Collected data

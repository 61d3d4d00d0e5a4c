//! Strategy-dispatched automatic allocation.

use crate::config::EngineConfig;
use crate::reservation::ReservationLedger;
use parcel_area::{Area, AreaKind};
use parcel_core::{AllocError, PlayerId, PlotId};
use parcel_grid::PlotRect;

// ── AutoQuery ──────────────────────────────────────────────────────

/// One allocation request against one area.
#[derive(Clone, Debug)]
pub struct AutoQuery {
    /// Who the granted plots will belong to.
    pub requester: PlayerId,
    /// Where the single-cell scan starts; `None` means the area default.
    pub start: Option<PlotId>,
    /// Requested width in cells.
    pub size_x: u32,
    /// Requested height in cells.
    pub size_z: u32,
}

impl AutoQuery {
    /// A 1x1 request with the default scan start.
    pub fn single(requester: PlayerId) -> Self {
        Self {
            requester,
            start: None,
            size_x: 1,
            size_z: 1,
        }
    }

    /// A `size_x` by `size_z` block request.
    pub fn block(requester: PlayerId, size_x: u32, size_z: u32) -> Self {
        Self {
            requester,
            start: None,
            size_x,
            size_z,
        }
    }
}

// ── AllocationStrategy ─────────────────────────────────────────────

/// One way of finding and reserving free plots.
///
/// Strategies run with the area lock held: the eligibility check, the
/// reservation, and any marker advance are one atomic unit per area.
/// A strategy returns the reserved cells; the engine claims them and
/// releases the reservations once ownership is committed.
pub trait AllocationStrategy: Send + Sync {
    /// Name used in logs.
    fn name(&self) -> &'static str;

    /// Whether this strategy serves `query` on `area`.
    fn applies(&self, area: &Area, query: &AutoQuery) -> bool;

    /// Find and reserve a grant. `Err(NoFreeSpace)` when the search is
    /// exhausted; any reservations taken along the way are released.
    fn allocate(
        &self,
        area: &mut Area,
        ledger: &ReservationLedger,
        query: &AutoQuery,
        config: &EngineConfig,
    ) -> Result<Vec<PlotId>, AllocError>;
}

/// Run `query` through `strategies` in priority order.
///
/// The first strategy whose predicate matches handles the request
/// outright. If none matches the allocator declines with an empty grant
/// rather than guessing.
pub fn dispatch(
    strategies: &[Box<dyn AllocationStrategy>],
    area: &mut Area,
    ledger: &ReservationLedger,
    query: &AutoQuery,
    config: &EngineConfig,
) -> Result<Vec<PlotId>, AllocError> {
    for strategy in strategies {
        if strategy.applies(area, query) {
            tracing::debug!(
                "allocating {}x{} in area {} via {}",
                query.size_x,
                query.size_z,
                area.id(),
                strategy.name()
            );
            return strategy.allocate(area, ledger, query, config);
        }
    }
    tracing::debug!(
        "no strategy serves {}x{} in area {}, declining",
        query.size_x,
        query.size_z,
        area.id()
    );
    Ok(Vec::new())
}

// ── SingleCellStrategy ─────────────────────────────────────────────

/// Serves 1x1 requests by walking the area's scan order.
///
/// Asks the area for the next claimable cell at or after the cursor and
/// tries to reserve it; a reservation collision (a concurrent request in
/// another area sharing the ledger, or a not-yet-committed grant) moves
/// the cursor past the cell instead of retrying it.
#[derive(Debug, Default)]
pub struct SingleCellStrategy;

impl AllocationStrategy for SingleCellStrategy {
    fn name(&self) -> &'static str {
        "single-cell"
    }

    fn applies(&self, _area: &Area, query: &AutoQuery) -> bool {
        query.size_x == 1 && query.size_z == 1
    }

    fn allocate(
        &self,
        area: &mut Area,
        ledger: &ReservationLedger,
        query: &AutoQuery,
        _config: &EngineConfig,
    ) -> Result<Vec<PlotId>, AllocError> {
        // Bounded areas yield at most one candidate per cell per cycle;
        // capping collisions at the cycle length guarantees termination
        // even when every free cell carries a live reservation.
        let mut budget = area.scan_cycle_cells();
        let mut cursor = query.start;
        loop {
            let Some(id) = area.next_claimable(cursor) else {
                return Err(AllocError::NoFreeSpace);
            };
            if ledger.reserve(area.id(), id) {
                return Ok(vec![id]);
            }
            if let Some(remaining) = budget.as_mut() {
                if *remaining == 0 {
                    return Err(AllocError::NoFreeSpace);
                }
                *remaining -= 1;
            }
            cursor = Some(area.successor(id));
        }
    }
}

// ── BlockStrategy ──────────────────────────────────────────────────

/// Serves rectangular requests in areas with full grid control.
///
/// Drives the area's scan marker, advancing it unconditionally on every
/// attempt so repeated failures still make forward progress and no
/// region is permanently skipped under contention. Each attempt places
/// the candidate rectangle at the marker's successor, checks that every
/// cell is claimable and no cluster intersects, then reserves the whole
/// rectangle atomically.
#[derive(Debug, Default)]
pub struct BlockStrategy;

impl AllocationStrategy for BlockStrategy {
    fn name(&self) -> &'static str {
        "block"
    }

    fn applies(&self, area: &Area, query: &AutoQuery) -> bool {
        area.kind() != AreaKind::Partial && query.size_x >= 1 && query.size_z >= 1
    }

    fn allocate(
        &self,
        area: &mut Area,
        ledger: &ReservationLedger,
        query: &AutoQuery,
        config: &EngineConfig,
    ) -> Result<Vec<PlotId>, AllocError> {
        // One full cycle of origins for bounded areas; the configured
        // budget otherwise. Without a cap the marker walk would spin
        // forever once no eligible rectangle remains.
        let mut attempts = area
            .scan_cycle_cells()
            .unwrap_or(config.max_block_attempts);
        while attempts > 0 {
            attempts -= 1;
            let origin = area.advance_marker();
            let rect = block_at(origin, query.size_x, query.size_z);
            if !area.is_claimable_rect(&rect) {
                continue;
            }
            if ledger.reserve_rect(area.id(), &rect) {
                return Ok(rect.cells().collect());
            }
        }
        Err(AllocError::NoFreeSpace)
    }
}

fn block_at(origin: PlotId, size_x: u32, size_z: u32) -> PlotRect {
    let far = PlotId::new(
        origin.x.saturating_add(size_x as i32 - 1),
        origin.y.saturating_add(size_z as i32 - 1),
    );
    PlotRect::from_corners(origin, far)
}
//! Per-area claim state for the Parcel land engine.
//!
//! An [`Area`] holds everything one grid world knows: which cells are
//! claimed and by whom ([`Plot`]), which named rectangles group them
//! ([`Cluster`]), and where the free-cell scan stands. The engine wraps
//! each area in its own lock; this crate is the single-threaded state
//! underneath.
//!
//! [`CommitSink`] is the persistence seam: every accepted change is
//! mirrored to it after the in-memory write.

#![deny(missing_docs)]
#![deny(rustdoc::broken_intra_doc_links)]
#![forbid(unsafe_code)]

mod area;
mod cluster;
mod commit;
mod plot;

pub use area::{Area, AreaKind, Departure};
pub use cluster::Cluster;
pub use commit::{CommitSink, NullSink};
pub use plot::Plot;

---

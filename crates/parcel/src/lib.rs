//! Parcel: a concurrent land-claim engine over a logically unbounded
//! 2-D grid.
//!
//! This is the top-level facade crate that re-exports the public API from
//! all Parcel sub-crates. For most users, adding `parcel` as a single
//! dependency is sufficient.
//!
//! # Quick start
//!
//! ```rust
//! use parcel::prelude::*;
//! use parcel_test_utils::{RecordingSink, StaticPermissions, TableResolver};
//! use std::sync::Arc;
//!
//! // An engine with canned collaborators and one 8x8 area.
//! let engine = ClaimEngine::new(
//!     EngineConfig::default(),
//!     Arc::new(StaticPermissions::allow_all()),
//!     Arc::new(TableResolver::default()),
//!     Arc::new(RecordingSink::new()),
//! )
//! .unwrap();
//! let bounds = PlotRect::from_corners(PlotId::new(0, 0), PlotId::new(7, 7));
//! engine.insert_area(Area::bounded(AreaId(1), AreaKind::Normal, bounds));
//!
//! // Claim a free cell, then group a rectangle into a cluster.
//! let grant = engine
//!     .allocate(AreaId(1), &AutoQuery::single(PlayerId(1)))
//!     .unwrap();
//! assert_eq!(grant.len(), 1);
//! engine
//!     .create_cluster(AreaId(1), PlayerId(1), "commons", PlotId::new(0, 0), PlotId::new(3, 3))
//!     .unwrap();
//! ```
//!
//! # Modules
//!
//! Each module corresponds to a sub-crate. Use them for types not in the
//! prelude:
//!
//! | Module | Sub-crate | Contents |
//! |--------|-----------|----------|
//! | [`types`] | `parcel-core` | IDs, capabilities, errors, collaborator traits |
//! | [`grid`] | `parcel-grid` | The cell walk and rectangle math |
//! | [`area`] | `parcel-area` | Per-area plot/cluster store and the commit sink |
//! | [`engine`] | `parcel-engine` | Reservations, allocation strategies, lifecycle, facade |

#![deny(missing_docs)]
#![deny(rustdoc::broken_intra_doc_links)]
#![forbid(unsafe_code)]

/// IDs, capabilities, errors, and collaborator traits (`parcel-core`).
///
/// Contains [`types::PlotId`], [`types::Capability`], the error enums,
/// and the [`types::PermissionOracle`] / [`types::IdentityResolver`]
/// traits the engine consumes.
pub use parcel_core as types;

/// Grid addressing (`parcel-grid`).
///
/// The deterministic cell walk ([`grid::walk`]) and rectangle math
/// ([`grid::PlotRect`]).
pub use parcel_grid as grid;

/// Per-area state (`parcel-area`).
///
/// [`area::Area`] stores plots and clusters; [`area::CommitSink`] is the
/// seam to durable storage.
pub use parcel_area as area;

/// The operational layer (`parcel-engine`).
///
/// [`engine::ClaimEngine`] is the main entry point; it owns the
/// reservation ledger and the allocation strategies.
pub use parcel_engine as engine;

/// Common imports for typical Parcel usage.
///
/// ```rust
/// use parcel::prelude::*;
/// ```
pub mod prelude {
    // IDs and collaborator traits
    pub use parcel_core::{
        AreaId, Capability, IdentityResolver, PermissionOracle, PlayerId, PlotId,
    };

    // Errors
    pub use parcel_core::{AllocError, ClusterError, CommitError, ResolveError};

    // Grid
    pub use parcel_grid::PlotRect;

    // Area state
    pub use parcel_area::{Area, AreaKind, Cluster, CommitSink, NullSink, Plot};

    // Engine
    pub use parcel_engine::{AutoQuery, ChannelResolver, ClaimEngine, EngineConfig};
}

==

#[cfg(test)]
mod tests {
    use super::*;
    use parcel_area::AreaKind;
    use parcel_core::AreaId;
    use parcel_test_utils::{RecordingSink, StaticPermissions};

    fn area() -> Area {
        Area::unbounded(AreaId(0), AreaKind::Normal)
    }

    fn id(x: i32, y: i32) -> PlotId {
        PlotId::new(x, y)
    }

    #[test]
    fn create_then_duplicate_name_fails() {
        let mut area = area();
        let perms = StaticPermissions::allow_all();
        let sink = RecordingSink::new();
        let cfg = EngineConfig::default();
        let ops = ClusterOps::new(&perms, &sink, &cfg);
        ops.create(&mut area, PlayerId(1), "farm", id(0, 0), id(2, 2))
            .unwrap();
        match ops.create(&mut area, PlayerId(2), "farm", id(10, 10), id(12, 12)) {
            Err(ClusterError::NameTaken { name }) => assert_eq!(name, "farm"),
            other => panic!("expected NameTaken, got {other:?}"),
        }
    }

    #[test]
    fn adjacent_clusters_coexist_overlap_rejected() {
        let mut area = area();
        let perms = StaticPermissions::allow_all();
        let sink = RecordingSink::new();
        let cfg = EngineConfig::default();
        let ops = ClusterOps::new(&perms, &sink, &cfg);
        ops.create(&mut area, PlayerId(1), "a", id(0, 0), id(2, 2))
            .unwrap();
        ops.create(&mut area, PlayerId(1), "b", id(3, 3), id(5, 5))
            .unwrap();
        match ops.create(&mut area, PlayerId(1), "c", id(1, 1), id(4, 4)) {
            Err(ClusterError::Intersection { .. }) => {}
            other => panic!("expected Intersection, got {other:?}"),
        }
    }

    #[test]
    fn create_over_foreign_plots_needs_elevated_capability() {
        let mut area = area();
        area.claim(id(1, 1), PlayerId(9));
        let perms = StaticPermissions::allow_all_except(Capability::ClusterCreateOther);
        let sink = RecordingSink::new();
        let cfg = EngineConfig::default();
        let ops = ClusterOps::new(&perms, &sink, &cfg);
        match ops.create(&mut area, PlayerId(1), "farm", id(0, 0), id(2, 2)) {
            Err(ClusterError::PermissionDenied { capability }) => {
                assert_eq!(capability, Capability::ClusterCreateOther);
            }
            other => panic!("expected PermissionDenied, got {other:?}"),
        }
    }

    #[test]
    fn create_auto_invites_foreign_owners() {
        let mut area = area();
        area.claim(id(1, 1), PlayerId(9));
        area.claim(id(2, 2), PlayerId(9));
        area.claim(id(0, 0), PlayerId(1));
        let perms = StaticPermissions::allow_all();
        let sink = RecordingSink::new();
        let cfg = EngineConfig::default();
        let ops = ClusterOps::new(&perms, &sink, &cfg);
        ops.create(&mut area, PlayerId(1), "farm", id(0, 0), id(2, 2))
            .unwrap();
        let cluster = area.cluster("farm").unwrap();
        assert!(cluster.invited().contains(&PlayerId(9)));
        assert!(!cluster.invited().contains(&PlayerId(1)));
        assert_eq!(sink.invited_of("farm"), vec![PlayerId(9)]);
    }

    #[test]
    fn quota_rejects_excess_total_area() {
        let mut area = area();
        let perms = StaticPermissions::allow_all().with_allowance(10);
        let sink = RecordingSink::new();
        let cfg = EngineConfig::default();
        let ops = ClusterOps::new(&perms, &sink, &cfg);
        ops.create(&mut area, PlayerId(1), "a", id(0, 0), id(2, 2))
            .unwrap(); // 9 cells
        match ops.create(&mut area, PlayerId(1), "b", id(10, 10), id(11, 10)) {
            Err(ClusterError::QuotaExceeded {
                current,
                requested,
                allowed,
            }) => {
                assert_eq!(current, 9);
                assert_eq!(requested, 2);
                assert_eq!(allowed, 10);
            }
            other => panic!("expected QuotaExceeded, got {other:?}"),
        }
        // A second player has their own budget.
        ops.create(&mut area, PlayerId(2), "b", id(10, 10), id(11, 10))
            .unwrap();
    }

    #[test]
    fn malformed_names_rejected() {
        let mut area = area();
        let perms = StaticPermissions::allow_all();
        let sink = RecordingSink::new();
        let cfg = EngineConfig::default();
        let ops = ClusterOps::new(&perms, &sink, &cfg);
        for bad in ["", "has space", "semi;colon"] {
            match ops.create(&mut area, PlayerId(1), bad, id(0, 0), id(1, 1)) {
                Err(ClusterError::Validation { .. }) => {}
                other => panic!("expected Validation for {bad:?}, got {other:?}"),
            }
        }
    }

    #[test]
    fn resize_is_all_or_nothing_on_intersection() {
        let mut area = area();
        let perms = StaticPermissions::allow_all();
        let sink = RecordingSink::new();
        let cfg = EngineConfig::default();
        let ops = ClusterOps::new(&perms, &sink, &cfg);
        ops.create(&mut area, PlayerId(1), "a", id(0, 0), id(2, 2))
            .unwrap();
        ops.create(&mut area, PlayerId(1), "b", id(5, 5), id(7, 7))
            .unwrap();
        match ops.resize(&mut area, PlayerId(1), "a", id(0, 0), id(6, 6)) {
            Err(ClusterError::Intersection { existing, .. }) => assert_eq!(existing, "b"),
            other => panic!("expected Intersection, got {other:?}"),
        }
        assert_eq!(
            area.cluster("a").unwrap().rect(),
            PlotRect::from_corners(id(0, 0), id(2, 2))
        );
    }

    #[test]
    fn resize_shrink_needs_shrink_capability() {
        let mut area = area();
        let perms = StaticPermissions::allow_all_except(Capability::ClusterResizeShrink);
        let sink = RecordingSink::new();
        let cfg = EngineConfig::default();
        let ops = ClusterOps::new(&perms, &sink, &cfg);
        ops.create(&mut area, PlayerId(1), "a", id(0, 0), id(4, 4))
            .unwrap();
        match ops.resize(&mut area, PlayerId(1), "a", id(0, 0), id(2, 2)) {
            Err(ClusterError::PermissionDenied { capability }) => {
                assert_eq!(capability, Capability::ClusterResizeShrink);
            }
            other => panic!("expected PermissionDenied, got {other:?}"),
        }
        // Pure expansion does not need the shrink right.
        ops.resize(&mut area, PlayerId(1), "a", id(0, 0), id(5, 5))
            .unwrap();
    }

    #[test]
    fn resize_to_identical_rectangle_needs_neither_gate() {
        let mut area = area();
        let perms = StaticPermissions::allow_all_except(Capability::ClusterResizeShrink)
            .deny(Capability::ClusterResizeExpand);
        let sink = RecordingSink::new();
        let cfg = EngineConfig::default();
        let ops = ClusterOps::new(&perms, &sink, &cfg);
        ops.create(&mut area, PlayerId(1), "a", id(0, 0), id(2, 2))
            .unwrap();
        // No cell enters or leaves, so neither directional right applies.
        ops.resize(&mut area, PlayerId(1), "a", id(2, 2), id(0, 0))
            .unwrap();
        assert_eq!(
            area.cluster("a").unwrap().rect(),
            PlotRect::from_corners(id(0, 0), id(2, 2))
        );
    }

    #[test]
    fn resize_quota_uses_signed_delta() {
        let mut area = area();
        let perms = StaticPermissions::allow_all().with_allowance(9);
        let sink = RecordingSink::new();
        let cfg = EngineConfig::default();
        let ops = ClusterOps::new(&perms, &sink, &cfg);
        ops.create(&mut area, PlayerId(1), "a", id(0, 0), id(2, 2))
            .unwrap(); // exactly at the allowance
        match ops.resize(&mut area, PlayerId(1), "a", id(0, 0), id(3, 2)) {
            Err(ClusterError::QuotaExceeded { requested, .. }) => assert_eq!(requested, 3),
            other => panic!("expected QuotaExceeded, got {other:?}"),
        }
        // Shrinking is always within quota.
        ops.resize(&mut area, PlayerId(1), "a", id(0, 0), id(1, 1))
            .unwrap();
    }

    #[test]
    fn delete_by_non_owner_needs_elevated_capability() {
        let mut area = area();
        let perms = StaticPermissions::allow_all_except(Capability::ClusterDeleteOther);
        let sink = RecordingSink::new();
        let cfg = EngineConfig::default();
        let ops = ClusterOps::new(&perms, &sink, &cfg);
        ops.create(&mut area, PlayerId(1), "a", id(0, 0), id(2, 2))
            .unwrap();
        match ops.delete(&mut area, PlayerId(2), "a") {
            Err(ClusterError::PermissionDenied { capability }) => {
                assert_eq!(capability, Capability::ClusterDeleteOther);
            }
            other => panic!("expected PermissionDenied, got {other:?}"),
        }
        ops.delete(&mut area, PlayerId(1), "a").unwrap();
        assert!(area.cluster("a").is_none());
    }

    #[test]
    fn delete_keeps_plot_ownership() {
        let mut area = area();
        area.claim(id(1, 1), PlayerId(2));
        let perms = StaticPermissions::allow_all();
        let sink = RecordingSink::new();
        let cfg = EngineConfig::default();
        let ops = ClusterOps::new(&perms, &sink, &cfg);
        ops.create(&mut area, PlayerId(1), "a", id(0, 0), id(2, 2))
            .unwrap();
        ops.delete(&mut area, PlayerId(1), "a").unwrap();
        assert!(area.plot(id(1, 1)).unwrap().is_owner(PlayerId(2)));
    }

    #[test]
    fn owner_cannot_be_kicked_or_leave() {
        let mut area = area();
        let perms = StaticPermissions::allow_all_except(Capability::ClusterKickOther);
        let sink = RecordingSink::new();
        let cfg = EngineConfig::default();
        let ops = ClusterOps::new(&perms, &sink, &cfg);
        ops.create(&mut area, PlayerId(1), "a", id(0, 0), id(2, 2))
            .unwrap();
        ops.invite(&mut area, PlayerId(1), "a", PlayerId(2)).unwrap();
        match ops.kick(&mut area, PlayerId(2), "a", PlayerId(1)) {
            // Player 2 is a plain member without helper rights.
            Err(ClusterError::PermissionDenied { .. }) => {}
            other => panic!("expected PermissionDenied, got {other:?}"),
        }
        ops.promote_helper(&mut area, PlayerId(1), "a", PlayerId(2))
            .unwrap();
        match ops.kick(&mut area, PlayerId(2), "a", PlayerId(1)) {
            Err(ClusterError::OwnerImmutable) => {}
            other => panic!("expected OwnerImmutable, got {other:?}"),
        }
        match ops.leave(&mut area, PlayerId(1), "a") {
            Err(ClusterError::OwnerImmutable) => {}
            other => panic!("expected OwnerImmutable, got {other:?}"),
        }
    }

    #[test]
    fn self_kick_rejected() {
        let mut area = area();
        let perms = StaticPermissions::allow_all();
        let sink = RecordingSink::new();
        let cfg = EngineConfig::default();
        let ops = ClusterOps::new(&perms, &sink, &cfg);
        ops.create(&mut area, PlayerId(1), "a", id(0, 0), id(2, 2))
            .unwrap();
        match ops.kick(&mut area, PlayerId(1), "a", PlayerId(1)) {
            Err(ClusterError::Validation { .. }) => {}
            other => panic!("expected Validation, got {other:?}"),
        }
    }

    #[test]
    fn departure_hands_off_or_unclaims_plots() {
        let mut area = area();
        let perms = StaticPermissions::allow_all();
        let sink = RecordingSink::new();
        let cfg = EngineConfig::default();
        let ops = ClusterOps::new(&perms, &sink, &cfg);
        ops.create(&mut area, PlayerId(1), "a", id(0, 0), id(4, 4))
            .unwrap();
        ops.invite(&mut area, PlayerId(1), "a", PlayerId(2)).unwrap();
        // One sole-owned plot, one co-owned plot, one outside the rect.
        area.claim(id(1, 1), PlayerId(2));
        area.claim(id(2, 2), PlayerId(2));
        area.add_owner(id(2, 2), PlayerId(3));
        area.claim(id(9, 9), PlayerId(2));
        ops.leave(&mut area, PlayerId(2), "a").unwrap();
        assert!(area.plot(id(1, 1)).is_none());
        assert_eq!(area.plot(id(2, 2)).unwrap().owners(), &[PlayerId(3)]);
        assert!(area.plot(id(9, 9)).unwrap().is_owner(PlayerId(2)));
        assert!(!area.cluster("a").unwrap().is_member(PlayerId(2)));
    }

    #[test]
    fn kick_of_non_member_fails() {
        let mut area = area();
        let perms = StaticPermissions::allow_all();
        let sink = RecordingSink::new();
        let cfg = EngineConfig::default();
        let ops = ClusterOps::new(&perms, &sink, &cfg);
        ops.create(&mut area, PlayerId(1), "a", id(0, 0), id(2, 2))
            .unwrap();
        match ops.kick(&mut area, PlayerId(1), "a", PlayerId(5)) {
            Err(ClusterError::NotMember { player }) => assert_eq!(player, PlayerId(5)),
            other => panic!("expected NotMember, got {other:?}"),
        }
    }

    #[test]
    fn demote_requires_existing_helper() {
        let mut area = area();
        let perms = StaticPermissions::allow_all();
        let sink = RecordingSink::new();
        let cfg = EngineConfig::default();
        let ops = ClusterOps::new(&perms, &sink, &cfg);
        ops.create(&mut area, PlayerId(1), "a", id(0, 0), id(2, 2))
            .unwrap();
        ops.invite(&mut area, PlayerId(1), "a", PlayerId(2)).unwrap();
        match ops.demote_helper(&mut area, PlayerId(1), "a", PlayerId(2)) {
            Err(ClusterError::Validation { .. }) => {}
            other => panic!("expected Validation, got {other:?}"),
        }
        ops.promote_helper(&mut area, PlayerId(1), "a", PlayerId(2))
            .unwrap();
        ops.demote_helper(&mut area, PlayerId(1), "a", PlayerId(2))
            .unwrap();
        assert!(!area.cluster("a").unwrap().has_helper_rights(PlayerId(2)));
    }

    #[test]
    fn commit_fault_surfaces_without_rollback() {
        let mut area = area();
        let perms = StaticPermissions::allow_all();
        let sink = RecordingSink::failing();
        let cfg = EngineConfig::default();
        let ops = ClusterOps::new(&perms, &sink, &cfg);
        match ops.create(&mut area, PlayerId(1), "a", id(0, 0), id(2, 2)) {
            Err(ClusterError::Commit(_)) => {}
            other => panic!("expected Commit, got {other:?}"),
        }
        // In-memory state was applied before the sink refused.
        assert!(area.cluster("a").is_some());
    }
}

**Action item**
Every line with "facade" in it should be copied from the entries.

**Result of the task**
//! This is the top-level facade crate that re-exports the public API from
//! | [`engine`] | `parcel-engine` | Reservations, allocation strategies, lifecycle, facade |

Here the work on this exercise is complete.